Large-scale distributed systems, such as natural neuronal and artificial systems, have many local interconnections, but they often also have the ability to propagate information very fast over relatively large distances. Mechanisms that enable such behavior include very long physical signaling paths and possibly saccades of synchronous behavior that may propagate across a network. This letter studies the modeling of such behaviors in neuronal networks and develops a related learning algorithm. This is done in the context of the random neural network (RNN), a probabilistic model with a well-developed mathematical theory, which was inspired by the apparently stochastic spiking behavior of certain natural neuronal systems. Thus, we develop an extension of the RNN to the case when synchronous interactions can occur, leading to synchronous firing by large ensembles of cells. We also present an O(N3) gradient descent learning algorithm for an N-cell recurrent network having both conventional excitatory-inhibitory interactions and synchronous interactions. Finally, the model and its learning algorithm are applied to a resource allocation problem that is NP-hard and requires fast approximate decisions.

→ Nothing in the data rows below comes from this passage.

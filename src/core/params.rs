use std::path::{Path, PathBuf};

use serde::{Deserialize, Serialize};
use serde::de::DeserializeOwned;

use crate::error::Result;
use crate::types::{DecompVariant, IamSplit, ImageNetSplit};

/// IAM line-image conversion parameters
#[derive(Debug, Clone, Serialize, Deserialize)]
#[serde(default)]
pub struct IamParams {
    pub dataset: IamSplit,
    /// Height every line image is scaled to
    pub scale_size: usize,
}

impl Default for IamParams {
    fn default() -> Self {
        Self {
            dataset: IamSplit::Trainset,
            scale_size: 40,
        }
    }
}

/// ImageNet conversion parameters
#[derive(Debug, Clone, Serialize, Deserialize)]
#[serde(default)]
pub struct ImageNetParams {
    pub dataset: ImageNetSplit,
    /// Short side of a test image before cropping
    pub scale_size: usize,
    /// Side of each square test crop
    pub crop_size: usize,
    /// Synset table (`.mat` or text); None means `<devkit>/<tar_folder>/data/meta.mat`
    pub synsets: Option<PathBuf>,
}

impl Default for ImageNetParams {
    fn default() -> Self {
        Self {
            dataset: ImageNetSplit::Train,
            scale_size: 256,
            crop_size: 224,
            synsets: None,
        }
    }
}

/// Decomposition-matrix parameters
#[derive(Debug, Clone, Serialize, Deserialize)]
#[serde(default)]
pub struct DecompParams {
    pub variant: DecompVariant,
    /// Upper bound of the uniform background noise; 0 leaves the background at zero
    pub noise_scale: f64,
    pub seed: u64,
}

impl Default for DecompParams {
    fn default() -> Self {
        Self {
            variant: DecompVariant::Plain,
            noise_scale: 0.0,
            seed: 0,
        }
    }
}

/// Load a params struct from a JSON config file. Missing fields take their defaults.
pub fn load_params<T: DeserializeOwned>(path: &Path) -> Result<T> {
    let text = std::fs::read_to_string(path)?;
    Ok(serde_json::from_str(&text)?)
}

#[cfg(test)]
mod tests {
    use super::*;

    #[test]
    fn partial_config_keeps_defaults() {
        let p: ImageNetParams = serde_json::from_str(r#"{"dataset":"test","crop_size":112}"#).unwrap();
        assert_eq!(p.dataset, ImageNetSplit::Test);
        assert_eq!(p.crop_size, 112);
        assert_eq!(p.scale_size, 256);
        assert!(p.synsets.is_none());
    }

    #[test]
    fn load_params_reads_file() {
        let dir = tempfile::tempdir().unwrap();
        let path = dir.path().join("decomp.json");
        std::fs::write(&path, r#"{"variant":"positional","noise_scale":0.001}"#).unwrap();
        let p: DecompParams = load_params(&path).unwrap();
        assert_eq!(p.variant, DecompVariant::Positional);
        assert_eq!(p.noise_scale, 0.001);
        assert_eq!(p.seed, 0);
    }
}
use std::io::Write;
use std::path::Path;

use serde::de::DeserializeOwned;
use tracing::info;
use tracing_subscriber::EnvFilter;

use featprep::io::writers::open_output;
use featprep::{
    DecompParams, IamParams, ImageNetParams, ImageNetSource, convert_iam_lines, convert_imagenet,
    generate_topology, load_params, write_decomposition_matrix,
};

use super::args::{CliArgs, Command, DecompArgs, GenTopoArgs, IamArgs, ImageNetArgs};
use super::errors::AppError;

fn base_params<T: DeserializeOwned + Default>(config: Option<&Path>) -> Result<T, AppError> {
    match config {
        Some(path) => {
            info!("Loading parameters from {:?}", path);
            Ok(load_params(path)?)
        }
        None => Ok(T::default()),
    }
}

fn require_positive(arg: &'static str, size: usize) -> Result<usize, AppError> {
    if size == 0 {
        return Err(AppError::ZeroSize { arg, size });
    }
    Ok(size)
}

fn run_gen_topo(args: GenTopoArgs) -> Result<(), AppError> {
    let topo = generate_topology(&args.nonsilence_phones, &args.silence_phones, &args.phone_list)?;
    let mut out = open_output("-")?;
    out.write_all(topo.render().as_bytes())?;
    out.flush()?;
    Ok(())
}

fn run_iam(args: IamArgs) -> Result<(), AppError> {
    let mut params: IamParams = base_params(args.config.as_deref())?;
    if let Some(dataset) = args.dataset {
        params.dataset = dataset;
    }
    if let Some(size) = args.scale_size {
        params.scale_size = size;
    }
    require_positive("scale_size", params.scale_size)?;

    let mut out = open_output(&args.out_ark)?;
    let report = convert_iam_lines(&args.database_path, &args.dir, &params, &mut out)?;
    info!("Processed: {}", report.matrices);
    Ok(())
}

fn run_imagenet(args: ImageNetArgs) -> Result<(), AppError> {
    let mut params: ImageNetParams = base_params(args.config.as_deref())?;
    if let Some(dataset) = args.dataset {
        params.dataset = dataset;
    }
    if let Some(size) = args.scale_size {
        params.scale_size = size;
    }
    if let Some(size) = args.crop_size {
        params.crop_size = size;
    }
    if args.synsets.is_some() {
        params.synsets = args.synsets;
    }
    require_positive("scale_size", params.scale_size)?;
    require_positive("crop_size", params.crop_size)?;
    if params.crop_size > params.scale_size {
        return Err(AppError::CropLargerThanScale {
            crop: params.crop_size,
            scale: params.scale_size,
        });
    }

    let source = ImageNetSource {
        database: &args.database_path,
        bbox_root: &args.database_bbox_path,
        devkit: &args.devkit_path,
        tar_name: &args.tar_name,
    };
    let mut out = open_output(&args.out_ark)?;
    let report = convert_imagenet(&source, &args.dir, &params, &mut out)?;
    info!("Processed: {}", report.matrices);
    info!("Skipped: {}", report.skipped);
    Ok(())
}

fn run_decomp(args: DecompArgs) -> Result<(), AppError> {
    let mut params: DecompParams = base_params(args.config.as_deref())?;
    if let Some(variant) = args.variant {
        params.variant = variant;
    }
    if let Some(noise) = args.noise_scale {
        params.noise_scale = noise;
    }
    if let Some(seed) = args.seed {
        params.seed = seed;
    }
    if !params.noise_scale.is_finite() || params.noise_scale < 0.0 {
        return Err(AppError::InvalidNoise(params.noise_scale));
    }

    let decomp = write_decomposition_matrix(
        &args.phones_path,
        &args.decomp_path,
        &args.out_dir,
        args.out_mat.as_deref(),
        &params,
    )?;
    info!(
        "Decomposition matrix: {} x {}",
        decomp.layout.rows(),
        decomp.layout.cols()
    );
    Ok(())
}

pub fn run(args: CliArgs) -> Result<(), Box<dyn std::error::Error>> {
    if args.log {
        let filter = EnvFilter::try_from_default_env().unwrap_or_else(|_| EnvFilter::new("debug"));
        tracing_subscriber::fmt()
            .with_env_filter(filter)
            .with_writer(std::io::stderr)
            .init();
    }

    match args.command {
        Command::GenTopo(a) => run_gen_topo(a)?,
        Command::IamLines(a) => run_iam(a)?,
        Command::Imagenet(a) => run_imagenet(a)?,
        Command::DecompMatrix(a) => run_decomp(a)?,
    }
    Ok(())
}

大规模分布式系统,如自然神经元系统和人工系统,具有许多局部互连,但它们通常也有能力在相对较大的距离上非常快速地传播信息。实现这种行为的机制包括非常长的物理信号路径以及可能跨网络传播的同步行为扫视。本文研究了神经网络中此类行为的建模,并开发了一种相关的学习算法。这是在随机神经网络(RNN)的背景下完成的,RNN是一种具有完善数学理论的概率模型,它受到某些自然神经元系统明显的随机脉冲行为的启发。因此,我们将RNN扩展到可以发生同步相互作用的情况,从而导致大量细胞群体同步放电。我们还为具有传统兴奋性 - 抑制性相互作用和同步相互作用的N细胞递归网络提出了一种O(N3)梯度下降学习算法。最后,将该模型及其学习算法应用于一个NP难的资源分配问题,该问题需要快速的近似决策。